Probiotics Lower Cholesterol
Probiotic supplements help to restore a healthy population of beneficial bacteria in your intestines. Probiotics are most commonly used for digestive disorders, less often (but very effectively) for immune system support. They’re among the safest supplements you can use since they never enter the bloodstream and are essentially non-toxic. Recent research suggests that probiotics can lower cholesterol, too.

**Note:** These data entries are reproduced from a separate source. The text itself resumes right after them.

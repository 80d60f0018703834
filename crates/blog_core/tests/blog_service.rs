use blog_core::db::open_db_in_memory;
use blog_core::{
    BlogService, BlogServiceError, NewPost, SqliteBlogRepository, COMMENT_AUTHOR_MAX_CHARS,
    POST_AUTHOR_MAX_CHARS,
};
use chrono::DateTime;

fn service() -> BlogService<SqliteBlogRepository> {
    let conn = open_db_in_memory().unwrap();
    BlogService::new(SqliteBlogRepository::try_new(conn).unwrap())
}

fn draft(title: &str, author: &str) -> NewPost {
    let publish_date = DateTime::parse_from_rfc3339("2024-01-01T00:00:00Z").unwrap();
    NewPost::new(title, "d", publish_date, author)
}

#[test]
fn create_post_then_get_returns_equal_record() {
    let service = service();

    let created = service.create_post(draft("A", "bob")).unwrap();
    let loaded = service.get_post(created.id).unwrap().unwrap();

    assert_eq!(loaded, created);
    assert_eq!(created.title, "A");
    assert_eq!(created.author, "bob");
}

#[test]
fn get_missing_post_is_none_not_error() {
    let service = service();
    assert!(service.get_post(404).unwrap().is_none());
    assert!(service.get_comment(404).unwrap().is_none());
    assert!(service.list_comments(404).unwrap().is_empty());
}

#[test]
fn create_post_rejects_long_author() {
    let service = service();
    let author = "a".repeat(POST_AUTHOR_MAX_CHARS + 1);

    let err = service.create_post(draft("A", &author)).unwrap_err();
    assert!(matches!(err, BlogServiceError::Validation(ref v) if v.field == "author"));
    assert!(service.list_posts().unwrap().is_empty());
}

#[test]
fn create_comment_on_missing_post_fails_and_writes_nothing() {
    let service = service();

    let err = service.create_comment("hi", "alice", 1).unwrap_err();
    assert!(matches!(err, BlogServiceError::PostNotFound(1)));

    let post = service.create_post(draft("A", "bob")).unwrap();
    assert!(service.list_comments(post.id).unwrap().is_empty());
}

#[test]
fn create_comment_rejects_long_author() {
    let service = service();
    let post = service.create_post(draft("A", "bob")).unwrap();
    let author = "a".repeat(COMMENT_AUTHOR_MAX_CHARS + 1);

    let err = service.create_comment("hi", author, post.id).unwrap_err();
    assert!(matches!(err, BlogServiceError::Validation(_)));
}

#[test]
fn update_missing_post_fails_and_leaves_storage_unchanged() {
    let service = service();
    let existing = service.create_post(draft("A", "bob")).unwrap();

    let err = service
        .update_post(existing.id + 1, draft("B", "carol"))
        .unwrap_err();
    assert!(matches!(err, BlogServiceError::PostNotFound(id) if id == existing.id + 1));
    assert_eq!(service.list_posts().unwrap(), vec![existing]);
}

#[test]
fn update_post_returns_stored_record() {
    let service = service();
    let created = service.create_post(draft("A", "bob")).unwrap();

    let updated = service
        .update_post(created.id, draft("A, revised", "carol"))
        .unwrap();

    assert_eq!(updated.id, created.id);
    assert_eq!(updated.title, "A, revised");
    assert_eq!(service.get_post(created.id).unwrap().unwrap(), updated);
}

#[test]
fn delete_post_cascades_and_reports_missing_as_false() {
    let service = service();
    let post = service.create_post(draft("A", "bob")).unwrap();
    let comment = service.create_comment("hi", "alice", post.id).unwrap();

    assert!(service.delete_post(post.id).unwrap());
    assert!(service.get_post(post.id).unwrap().is_none());
    assert!(service.get_comment(comment.id).unwrap().is_none());

    assert!(!service.delete_post(post.id).unwrap());
    assert!(!service.delete_comment(comment.id).unwrap());
}

#[test]
fn create_post_with_comment_stores_both_records() {
    let service = service();

    let post = service
        .create_post_with_comment(draft("A", "bob"), "first!")
        .unwrap();

    let comments = service.list_comments(post.id).unwrap();
    assert_eq!(comments.len(), 1);
    assert_eq!(comments[0].author, "bob");
    assert_eq!(comments[0].text, "first!");
}

#[test]
fn create_post_with_comment_rejects_invalid_post_without_writing() {
    let service = service();
    let author = "a".repeat(POST_AUTHOR_MAX_CHARS + 1);

    let err = service
        .create_post_with_comment(draft("A", &author), "first!")
        .unwrap_err();
    assert!(matches!(err, BlogServiceError::Validation(_)));
    assert!(service.list_posts().unwrap().is_empty());
}

#[test]
fn scenario_create_comment_delete() {
    let service = service();

    let post = service.create_post(draft("A", "bob")).unwrap();
    assert_eq!(post.id, 1);

    let comment = service.create_comment("hi", "alice", 1).unwrap();
    assert_eq!(comment.post_id, 1);

    assert!(service.delete_post(1).unwrap());
    assert!(service.get_post(1).unwrap().is_none());
}
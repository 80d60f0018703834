//! Core use-case services.
//!
//! # Responsibility
//! - Orchestrate repository calls into the blog's use-case level APIs.
//! - Keep the GraphQL facade decoupled from storage details.

pub mod blog_service;
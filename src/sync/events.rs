//! Calendar event sync.
//!
//! One fetch over the rolling window, then a single transaction of upserts.
//! Events mutate upstream (reschedules, cancellations, attendee changes),
//! so this path overwrites rather than skips.

use crate::db::{NewEvent, SyncDb};
use crate::google_api::calendar::{self, Event};
use crate::google_api::token_store::TokenStore;

use super::{mark_synced, resolve_sync_identity, should_sync, RecordError, SyncReport,
            CALENDAR_LAST_SYNCED};

/// Pull the rolling event window for the resolved account into the local store.
pub fn sync_events(db: &SyncDb) -> SyncReport {
    if !should_sync(db, CALENDAR_LAST_SYNCED) {
        log::debug!("Calendar synced within the freshness window; skipping");
        return SyncReport::skipped();
    }

    let mut report = SyncReport::default();

    let store = TokenStore::default_location();
    let Some((_identity, token, account)) = resolve_sync_identity(db, &store) else {
        report.errors.push(RecordError::new(
            "credential",
            "No valid Google credential; connect an account first",
        ));
        return report;
    };
    let account_id = account.as_ref().map(|a| a.id);

    let events = match calendar::fetch_events(&token) {
        Ok(events) => events,
        Err(e) => {
            log::warn!("Calendar event fetch failed: {e}");
            report.errors.push(RecordError::new("list", e));
            mark_synced(db, CALENDAR_LAST_SYNCED);
            return report;
        }
    };

    let mut batch: Vec<NewEvent> = Vec::new();
    for event in &events {
        match event_to_new_event(db, event, account_id) {
            Ok(new_event) => batch.push(new_event),
            Err(e) => report.errors.push(RecordError::new(&event.id, e)),
        }
    }

    let write_result = db.with_transaction(|tx| {
        for event in &batch {
            tx.upsert_event(event)?;
        }
        Ok(batch.len())
    });
    match write_result {
        Ok(upserted) => report.synced = upserted,
        Err(e) => report.errors.push(RecordError::new("batch", e)),
    }

    if let Some(account) = &account {
        if let Err(e) = db.touch_account_synced(&account.email) {
            log::warn!("Failed to stamp account sync time: {e}");
        }
    }
    mark_synced(db, CALENDAR_LAST_SYNCED);

    log::info!(
        "Calendar sync: {} upserted, {} errors",
        report.synced,
        report.errors.len()
    );
    report
}

/// Shape a fetched event into a storable record, resolving attendees
/// against the contact registry best-effort.
fn event_to_new_event(
    db: &SyncDb,
    event: &Event,
    account_id: Option<i64>,
) -> Result<NewEvent, String> {
    let start = event
        .start
        .as_ref()
        .and_then(|t| t.as_stored())
        .ok_or_else(|| format!("Event {} has no start time", event.id))?;
    let end = event
        .end
        .as_ref()
        .and_then(|t| t.as_stored())
        .unwrap_or(start);
    let all_day = event.start.as_ref().map(|t| t.is_all_day()).unwrap_or(false);

    let attendees = if event.attendees.is_empty() {
        None
    } else {
        let entries: Vec<serde_json::Value> = event
            .attendees
            .iter()
            .map(|a| {
                serde_json::json!({
                    "email": a.email,
                    "name": a.display_name,
                    "status": a.response_status,
                })
            })
            .collect();
        Some(serde_json::Value::Array(entries).to_string())
    };

    let mut contact_ids: Vec<i64> = Vec::new();
    for attendee in &event.attendees {
        let Some(email) = attendee.email.as_deref() else {
            continue;
        };
        if let Ok(Some(id)) = db.find_contact_by_email(&email.to_lowercase()) {
            contact_ids.push(id);
        }
    }
    let contact_ids = if contact_ids.is_empty() {
        None
    } else {
        serde_json::to_string(&contact_ids).ok()
    };

    Ok(NewEvent {
        google_event_id: event.id.clone(),
        account_id,
        title: event
            .summary
            .clone()
            .unwrap_or_else(|| "(no title)".to_string()),
        description: event.description.clone(),
        location: event.location.clone(),
        start_time: start.to_string(),
        end_time: end.to_string(),
        all_day,
        status: event
            .status
            .clone()
            .unwrap_or_else(|| "confirmed".to_string()),
        attendees,
        contact_ids,
    })
}
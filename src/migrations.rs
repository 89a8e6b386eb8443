//! Schema migration framework.
//!
//! Numbered SQL migrations are embedded at compile time via `include_str!`.
//! Each migration runs exactly once, tracked by the `schema_version` table.

use rusqlite::Connection;

struct Migration {
    version: i32,
    sql: &'static str,
}

const MIGRATIONS: &[Migration] = &[Migration {
    version: 1,
    sql: include_str!("migrations/001_baseline.sql"),
}];

/// Create the `schema_version` table if it doesn't exist.
fn ensure_schema_version_table(conn: &Connection) -> Result<(), String> {
    conn.execute_batch(
        "CREATE TABLE IF NOT EXISTS schema_version (
            version INTEGER PRIMARY KEY,
            applied_at TEXT NOT NULL DEFAULT (datetime('now'))
        );",
    )
    .map_err(|e| format!("Failed to create schema_version table: {}", e))
}

/// Return the highest applied migration version, or 0 if none.
fn current_version(conn: &Connection) -> Result<i32, String> {
    conn.query_row(
        "SELECT COALESCE(MAX(version), 0) FROM schema_version",
        [],
        |row| row.get(0),
    )
    .map_err(|e| format!("Failed to read schema version: {}", e))
}

/// Back up the database before applying migrations.
///
/// Uses SQLite's online backup API to create a hot copy at
/// `<db_path>.pre-migration.bak`. Only called when there are pending migrations.
fn backup_before_migration(conn: &Connection) -> Result<(), String> {
    let db_path: String = conn
        .query_row("PRAGMA database_list", [], |row| row.get(2))
        .map_err(|e| format!("Failed to get database path: {}", e))?;

    if db_path.is_empty() || db_path == ":memory:" {
        return Ok(());
    }

    let backup_path = format!("{}.pre-migration.bak", db_path);
    let mut backup_conn = rusqlite::Connection::open(&backup_path)
        .map_err(|e| format!("Failed to open backup file: {}", e))?;

    let backup = rusqlite::backup::Backup::new(conn, &mut backup_conn)
        .map_err(|e| format!("Failed to initialize pre-migration backup: {}", e))?;

    backup
        .step(-1)
        .map_err(|e| format!("Pre-migration backup failed: {}", e))?;

    log::info!("Pre-migration backup created at {}", backup_path);
    Ok(())
}

/// Run all pending migrations.
///
/// Returns the number of migrations applied (0 if already up-to-date).
///
/// Forward-compat guard: if the database has a higher version than the highest
/// known migration, returns an error telling the user to update daybook.
pub fn run_migrations(conn: &Connection) -> Result<usize, String> {
    ensure_schema_version_table(conn)?;

    let current = current_version(conn)?;
    let max_known = MIGRATIONS.last().map(|m| m.version).unwrap_or(0);

    if current > max_known {
        return Err(format!(
            "Database schema version ({}) is newer than this version of daybook supports ({}). \
             Please update daybook to the latest version.",
            current, max_known
        ));
    }

    let pending: Vec<&Migration> = MIGRATIONS.iter().filter(|m| m.version > current).collect();

    if pending.is_empty() {
        return Ok(0);
    }

    backup_before_migration(conn)?;

    for migration in &pending {
        conn.execute_batch(migration.sql)
            .map_err(|e| format!("Migration v{} failed: {}", migration.version, e))?;

        conn.execute(
            "INSERT INTO schema_version (version) VALUES (?1)",
            [migration.version],
        )
        .map_err(|e| format!("Failed to record migration v{}: {}", migration.version, e))?;

        log::info!("Applied migration v{}", migration.version);
    }

    Ok(pending.len())
}
//! Gemini meeting-transcript discovery.
//!
//! Mail → doc → transcript: Gemini's notification emails carry a link to
//! the generated notes document; this pipeline follows the link, pulls the
//! document text, pins the transcript to the nearest calendar event, and
//! imports everything atomically.

use chrono::{DateTime, NaiveDate, TimeZone, Utc};
use regex::Regex;

use crate::db::emails::SourceEmail;
use crate::db::transcripts::NewTranscript;
use crate::db::SyncDb;
use crate::google_api::docs;
use crate::google_api::gmail;
use crate::google_api::token_store::TokenStore;
use crate::google_api::GoogleApiError;

use super::{mark_synced, resolve_sync_identity, should_sync, DiscoveryReport, RecordError,
            TRANSCRIPTS_LAST_SYNCED};

/// Sender of Gemini meeting-notes notifications.
pub const GEMINI_SENDER: &str = "gemini-notes@google.com";

/// Half-width of the calendar match window around the occurrence time.
pub const EVENT_MATCH_WINDOW_MINUTES: i64 = 30;

/// Discover and import new Gemini transcripts from already-synced mail.
pub fn discover_transcripts(db: &SyncDb) -> DiscoveryReport {
    if !should_sync(db, TRANSCRIPTS_LAST_SYNCED) {
        log::debug!("Transcripts checked within the freshness window; skipping");
        return DiscoveryReport::skipped();
    }

    let mut report = DiscoveryReport::default();

    let store = TokenStore::default_location();
    let Some((_identity, token, _account)) = resolve_sync_identity(db, &store) else {
        report.errors.push(RecordError::new(
            "credential",
            "No valid Google credential; connect an account first",
        ));
        return report;
    };

    let candidates = match db.unprocessed_sender_emails(GEMINI_SENDER) {
        Ok(candidates) => candidates,
        Err(e) => {
            report.errors.push(RecordError::new("query", e));
            return report;
        }
    };

    run_discovery(
        db,
        &candidates,
        &mut report,
        |id| gmail::fetch_message_full(&token, id),
        |id| docs::fetch_document(&token, id),
    );

    mark_synced(db, TRANSCRIPTS_LAST_SYNCED);
    log::info!(
        "Transcript discovery: {} imported, {} errors ({} candidates)",
        report.imported,
        report.errors.len(),
        candidates.len()
    );
    report
}

/// Walk the candidate notifications through the mail → doc → transcript
/// pipeline. Fetchers are injected so every branch is reachable in tests.
fn run_discovery<M, D>(
    db: &SyncDb,
    candidates: &[SourceEmail],
    report: &mut DiscoveryReport,
    fetch_message: M,
    fetch_doc: D,
) where
    M: Fn(&str) -> Result<gmail::Message, GoogleApiError>,
    D: Fn(&str) -> Result<docs::Document, GoogleApiError>,
{
    for source in candidates {
        let message = match fetch_message(&source.gmail_id) {
            Ok(message) => message,
            Err(e) => {
                report.errors.push(RecordError::new(&source.gmail_id, e));
                continue;
            }
        };

        let Some(body) = gmail::extract_body_text(&message) else {
            report.errors.push(RecordError::new(
                &source.gmail_id,
                "Notification has no text body",
            ));
            continue;
        };
        let Some((doc_id, doc_url)) = extract_doc_link(&body) else {
            report.errors.push(RecordError::new(
                &source.gmail_id,
                "No Google Doc link found in message",
            ));
            continue;
        };

        match db.transcript_doc_exists(&doc_id) {
            Ok(true) => continue,
            Ok(false) => {}
            Err(e) => {
                report.errors.push(RecordError::new(&doc_id, e));
                continue;
            }
        }

        let document = match fetch_doc(&doc_id) {
            Ok(document) => document,
            Err(GoogleApiError::ScopeDenied(detail)) => {
                // The documents scope was refused: every later fetch will
                // fail the same way, so stop and ask for re-consent.
                log::warn!("Docs access denied, re-auth required: {detail}");
                report.errors.push(RecordError::new(
                    &doc_id,
                    "Google Docs access denied; reconnect the account to grant it",
                ));
                report.needs_reauth = true;
                break;
            }
            Err(e) => {
                report.errors.push(RecordError::new(&doc_id, e));
                continue;
            }
        };

        let raw_text = docs::extract_doc_text(&document);
        if raw_text.trim().is_empty() {
            report.errors.push(RecordError::new(&doc_id, "Google Doc was empty"));
            continue;
        }

        let occurred_at = occurrence_time(
            &source.subject,
            source.received_at.as_deref(),
            Utc::now(),
        );
        let event_id = db
            .find_event_near(occurred_at, EVENT_MATCH_WINDOW_MINUTES)
            .unwrap_or_else(|e| {
                log::warn!("Calendar match failed for doc {doc_id}: {e}");
                None
            });

        let title = document
            .title
            .clone()
            .filter(|t| !t.is_empty())
            .unwrap_or_else(|| source.subject.clone());

        let transcript = NewTranscript {
            title,
            source: "gemini".to_string(),
            raw_text,
            occurred_at: occurred_at.to_rfc3339(),
            source_email_id: source.id,
            source_calendar_event_id: event_id,
            source_doc_id: doc_id.clone(),
            source_doc_url: doc_url,
        };
        match db.import_transcript(&transcript) {
            Ok(transcript_id) => {
                log::info!("Imported transcript {transcript_id} from doc {doc_id}");
                report.imported += 1;
            }
            Err(e) => report.errors.push(RecordError::new(&doc_id, e)),
        }
    }
}

/// Find the first Google Docs link in a message body.
/// Returns (doc_id, full URL).
fn extract_doc_link(body: &str) -> Option<(String, String)> {
    let re = Regex::new(r"https://docs\.google\.com/document/d/([a-zA-Z0-9_-]+)").ok()?;
    let caps = re.captures(body)?;
    Some((caps[1].to_string(), caps[0].to_string()))
}

/// Best-effort meeting time: a date in the subject line, else the
/// notification's receipt time, else `now`.
fn occurrence_time(subject: &str, received_at: Option<&str>, now: DateTime<Utc>) -> DateTime<Utc> {
    if let Some(date) = parse_subject_date(subject) {
        if let Some(midnight) = date.and_hms_opt(0, 0, 0) {
            return Utc.from_utc_datetime(&midnight);
        }
    }
    if let Some(stamp) = received_at {
        if let Ok(dt) = DateTime::parse_from_rfc3339(stamp) {
            return dt.with_timezone(&Utc);
        }
    }
    now
}

/// Pull a date out of a subject line. Gemini titles its notes with the
/// meeting date in one of a few formats: `2/1/2026`, `2026-02-01`,
/// `February 1, 2026`.
fn parse_subject_date(subject: &str) -> Option<NaiveDate> {
    if let Ok(re) = Regex::new(r"\b(\d{1,2})/(\d{1,2})/(\d{4})\b") {
        if let Some(caps) = re.captures(subject) {
            return NaiveDate::from_ymd_opt(
                caps[3].parse().ok()?,
                caps[1].parse().ok()?,
                caps[2].parse().ok()?,
            );
        }
    }

    if let Ok(re) = Regex::new(r"\b(\d{4})-(\d{2})-(\d{2})\b") {
        if let Some(caps) = re.captures(subject) {
            return NaiveDate::from_ymd_opt(
                caps[1].parse().ok()?,
                caps[2].parse().ok()?,
                caps[3].parse().ok()?,
            );
        }
    }

    let months = r"January|February|March|April|May|June|July|August|September|October|November|December";
    if let Ok(re) = Regex::new(&format!(r"\b({months})\s+(\d{{1,2}}),?\s+(\d{{4}})\b")) {
        if let Some(caps) = re.captures(subject) {
            let month = month_number(&caps[1])?;
            return NaiveDate::from_ymd_opt(caps[3].parse().ok()?, month, caps[2].parse().ok()?);
        }
    }

    None
}

fn month_number(name: &str) -> Option<u32> {
    [
        "January", "February", "March", "April", "May", "June", "July", "August", "September",
        "October", "November", "December",
    ]
    .iter()
    .position(|m| *m == name)
    .map(|i| i as u32 + 1)
}
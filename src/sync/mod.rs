//! The three public sync operations and the staleness gate.
//!
//! Each operation resolves a credential, pulls from one Google surface in
//! two phases (network reads first, then a single write transaction), and
//! returns a report instead of an error: per-record failures accumulate,
//! only total absence of a credential aborts a run.

use crate::db::SyncDb;
use crate::google_api::token_store::{TokenStore, LEGACY_IDENTITY};

pub mod events;
pub mod messages;
pub mod transcripts;

pub use events::sync_events;
pub use messages::sync_messages;
pub use transcripts::discover_transcripts;

/// Freshness window: a source synced within this many minutes is skipped.
pub const STALENESS_WINDOW_MINUTES: i64 = 15;

pub const GMAIL_LAST_SYNCED: &str = "gmail_last_synced";
pub const CALENDAR_LAST_SYNCED: &str = "calendar_last_synced";
pub const TRANSCRIPTS_LAST_SYNCED: &str = "transcripts_last_synced";

/// One record that failed mid-run without aborting the batch.
#[derive(Debug, Clone)]
pub struct RecordError {
    pub record_id: String,
    pub message: String,
}

impl RecordError {
    fn new(record_id: impl Into<String>, message: impl std::fmt::Display) -> Self {
        Self {
            record_id: record_id.into(),
            message: message.to_string(),
        }
    }
}

/// Outcome of a message or event sync pass.
#[derive(Debug, Default)]
pub struct SyncReport {
    /// Records written this pass (new inserts or upserts).
    pub synced: usize,
    pub errors: Vec<RecordError>,
    /// True when the staleness gate suppressed the run entirely.
    pub skipped: bool,
}

impl SyncReport {
    fn skipped() -> Self {
        Self {
            skipped: true,
            ..Self::default()
        }
    }
}

/// Outcome of a transcript discovery pass.
#[derive(Debug, Default)]
pub struct DiscoveryReport {
    pub imported: usize,
    pub errors: Vec<RecordError>,
    /// Set when the documents scope was refused: the user must re-consent
    /// before discovery can make further progress.
    pub needs_reauth: bool,
    pub skipped: bool,
}

impl DiscoveryReport {
    fn skipped() -> Self {
        Self {
            skipped: true,
            ..Self::default()
        }
    }
}

/// Whether a source is due for a sync. Fails open: a missing or malformed
/// timestamp never blocks a run.
pub fn should_sync(db: &SyncDb, meta_key: &str) -> bool {
    let stamp = match db.get_meta(meta_key) {
        Ok(Some(s)) => s,
        Ok(None) => return true,
        Err(e) => {
            log::warn!("Staleness check unavailable for {meta_key}: {e}");
            return true;
        }
    };

    let last = match chrono::DateTime::parse_from_rfc3339(&stamp) {
        Ok(dt) => dt.with_timezone(&chrono::Utc),
        Err(_) => {
            log::warn!("Unparseable sync timestamp for {meta_key}: {stamp}");
            return true;
        }
    };

    chrono::Utc::now() - last >= chrono::Duration::minutes(STALENESS_WINDOW_MINUTES)
}

/// Stamp a source as freshly synced.
fn mark_synced(db: &SyncDb, meta_key: &str) {
    if let Err(e) = db.set_meta(meta_key, &chrono::Utc::now().to_rfc3339()) {
        log::warn!("Failed to record sync timestamp for {meta_key}: {e}");
    }
}

/// Resolve the working credential and the account row it belongs to.
/// The legacy slot yields no account row.
fn resolve_sync_identity(
    db: &SyncDb,
    store: &TokenStore,
) -> Option<(String, String, Option<crate::db::Account>)> {
    let (identity, token) = store.resolve_account_token(db)?;
    let account = if identity == LEGACY_IDENTITY {
        None
    } else {
        db.get_account(&identity).ok().flatten()
    };
    Some((identity, token, account))
}
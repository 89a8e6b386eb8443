//! Blocking HTTP client layer for the Google API family.
//!
//! Direct HTTP via reqwest — no google SDK. All calls are synchronous with
//! fixed per-call timeouts; every public operation returns a Result and the
//! sync layer above converts failures into report entries rather than
//! propagating them.
//!
//! Modules:
//! - token_store: per-account credential files + token lifecycle
//! - auth: OAuth2 PKCE browser consent flow
//! - gmail: Gmail API v1
//! - calendar: Google Calendar API v3
//! - docs: Google Docs API v1

pub mod auth;
pub mod calendar;
pub mod docs;
pub mod gmail;
pub mod token_store;

use std::time::Duration;

use serde::de::DeserializeOwned;
use serde::{Deserialize, Serialize};

/// OAuth2 scopes requested at consent time.
pub const SCOPES: &[&str] = &[
    "https://www.googleapis.com/auth/gmail.readonly",
    "https://www.googleapis.com/auth/gmail.send",
    "https://www.googleapis.com/auth/calendar.readonly",
    "https://www.googleapis.com/auth/calendar.events",
    "https://www.googleapis.com/auth/documents.readonly",
    "https://www.googleapis.com/auth/userinfo.email",
];

pub const AUTH_ENDPOINT: &str = "https://accounts.google.com/o/oauth2/v2/auth";
pub const TOKEN_ENDPOINT: &str = "https://oauth2.googleapis.com/token";
pub const REVOKE_ENDPOINT: &str = "https://oauth2.googleapis.com/revoke";
pub const USERINFO_ENDPOINT: &str = "https://www.googleapis.com/oauth2/v2/userinfo";

pub const GMAIL_API: &str = "https://gmail.googleapis.com/gmail/v1/users/me";
pub const CALENDAR_API: &str = "https://www.googleapis.com/calendar/v3";
pub const DOCS_API: &str = "https://docs.googleapis.com/v1/documents";

/// Built-in OAuth client credentials (Desktop App type). A registered
/// desktop-app client secret is not confidential; PKCE carries the actual
/// proof of possession.
pub const CLIENT_ID: &str =
    "245504828099-06i3l5339nkhr5ffq08qn3h9omci4efn.apps.googleusercontent.com";
pub const CLIENT_SECRET: &str = "GOCSPX-daybook-desktop-client";

/// Timeout for data-plane API calls (message lists, events, documents).
pub const DATA_TIMEOUT: Duration = Duration::from_secs(15);
/// Timeout for token endpoint calls (refresh, exchange, revoke).
pub const TOKEN_TIMEOUT: Duration = Duration::from_secs(10);
/// Timeout for the userinfo identity lookup.
pub const USERINFO_TIMEOUT: Duration = Duration::from_secs(5);

// ============================================================================
// Error type
// ============================================================================

#[derive(Debug, thiserror::Error)]
pub enum GoogleApiError {
    #[error("HTTP: {0}")]
    Http(#[from] reqwest::Error),
    #[error("Not authenticated")]
    NotAuthenticated,
    #[error("Token expired or revoked")]
    AuthExpired,
    #[error("Token refresh failed: {0}")]
    RefreshFailed(String),
    #[error("Missing authorization scope: {0}")]
    ScopeDenied(String),
    #[error("API error {status}: {message}")]
    ApiError { status: u16, message: String },
    #[error("Could not bind any redirect port")]
    NoPortAvailable,
    #[error("Authorization timed out")]
    FlowTimeout,
    #[error("Authorization denied: {0}")]
    FlowDenied(String),
    #[error("Authorization cancelled")]
    FlowCancelled,
    #[error("Malformed record: {0}")]
    Malformed(String),
    #[error("IO: {0}")]
    Io(#[from] std::io::Error),
    #[error("JSON: {0}")]
    Json(#[from] serde_json::Error),
}

// ============================================================================
// Credential payload
// ============================================================================

/// OAuth2 token payload as persisted in a token file.
///
/// Mirrors the token endpoint's JSON plus `saved_at` (issue time, epoch
/// seconds) stamped at save time. The refresh token is re-attached on every
/// refresh because reissue is not guaranteed to return one.
#[derive(Debug, Clone, Serialize, Deserialize)]
pub struct Credential {
    pub access_token: String,
    #[serde(default, skip_serializing_if = "Option::is_none")]
    pub refresh_token: Option<String>,
    #[serde(default)]
    pub token_type: Option<String>,
    #[serde(default)]
    pub scope: Option<String>,
    /// Declared lifetime in seconds.
    #[serde(default = "default_expires_in")]
    pub expires_in: i64,
    /// Epoch seconds at which the token was saved.
    #[serde(default)]
    pub saved_at: i64,
}

fn default_expires_in() -> i64 {
    3600
}

/// Safety margin subtracted from the declared lifetime before expiry checks.
pub const EXPIRY_MARGIN_SECS: i64 = 60;

impl Credential {
    /// Whether the token is expired (or close enough that a refresh is due).
    pub fn is_expired_at(&self, now_epoch: i64) -> bool {
        now_epoch > self.saved_at + self.expires_in - EXPIRY_MARGIN_SECS
    }

    pub fn is_expired(&self) -> bool {
        self.is_expired_at(chrono::Utc::now().timestamp())
    }
}

// ============================================================================
// HTTP helpers
// ============================================================================

/// Authenticated GET returning deserialized JSON.
///
/// Maps 401 → AuthExpired and 403 → ScopeDenied so callers can distinguish
/// "refresh and retry" from "re-consent needed".
pub fn api_get<T: DeserializeOwned>(url: &str, access_token: &str) -> Result<T, GoogleApiError> {
    let client = reqwest::blocking::Client::new();
    let resp = client
        .get(url)
        .bearer_auth(access_token)
        .timeout(DATA_TIMEOUT)
        .send()?;

    let status = resp.status();
    if status == reqwest::StatusCode::UNAUTHORIZED {
        return Err(GoogleApiError::AuthExpired);
    }
    if status == reqwest::StatusCode::FORBIDDEN {
        let body = resp.text().unwrap_or_default();
        return Err(GoogleApiError::ScopeDenied(body));
    }
    if !status.is_success() {
        let body = resp.text().unwrap_or_default();
        return Err(GoogleApiError::ApiError {
            status: status.as_u16(),
            message: body,
        });
    }

    Ok(resp.json()?)
}

/// Fetch the authenticated identity (email, display name) via userinfo.
pub fn fetch_user_identity(access_token: &str) -> Option<(String, Option<String>)> {
    #[derive(Deserialize)]
    struct UserInfo {
        email: Option<String>,
        name: Option<String>,
    }

    let client = reqwest::blocking::Client::new();
    let resp = client
        .get(USERINFO_ENDPOINT)
        .bearer_auth(access_token)
        .timeout(USERINFO_TIMEOUT)
        .send()
        .ok()?;
    if !resp.status().is_success() {
        return None;
    }
    let info: UserInfo = resp.json().ok()?;
    info.email.map(|email| (email, info.name))
}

Most people with high-cholesterol, or at least those who take the time to examine all their options, prefer to either not to use cholesterol drugs at all or reserve them as a last resort due to their side-effects and cost. Unless your doctor advises otherwise, this is a reasonable approach for most people since there are so many cholesterol-lowering dietary and lifestyle factors to exploit first.
In terms of nutritional supplements that people use, among the most-recommended red yeast rice, fiber, niacin, Sytrinol and fish oil. Co Q-10 and vitamin E are used also, but not to lower cholesterol as much as help protect against the harmful effects of LDL cholesterol oxidation.
Research suggests that probiotics can in fact help lower cholesterol too, although at this time the research is insufficient to provide us with a dose-effect relationship. Like the other top cholesterol-reducing nutrients, some trial-and-error may be necessary before the best result are obtained. The trial-and-error involves using your chosen supplement consistently over the course of a few weeks or months, during which time you and your doctor arrange for regular cholesterol blood tests to evaluate the effectiveness of the nutrient and the dose.
The research suggests that bifido bacteria species, residing predominantly in the large intestine, are responsible for the cholesterol-lowering effects of probiotics. So if you wish to try using a probiotic for cholesterol support, use one of the multi-species blends that includes bifidus organisms, not an acidophilus-only product. But you can use any probiotic in combination with any of the other cholesterol-support nutrients, and may find that you get the best results when you do so. But be sure to work with your doctor since you’ll need his or her help in evaluating how effective your chosen approach is.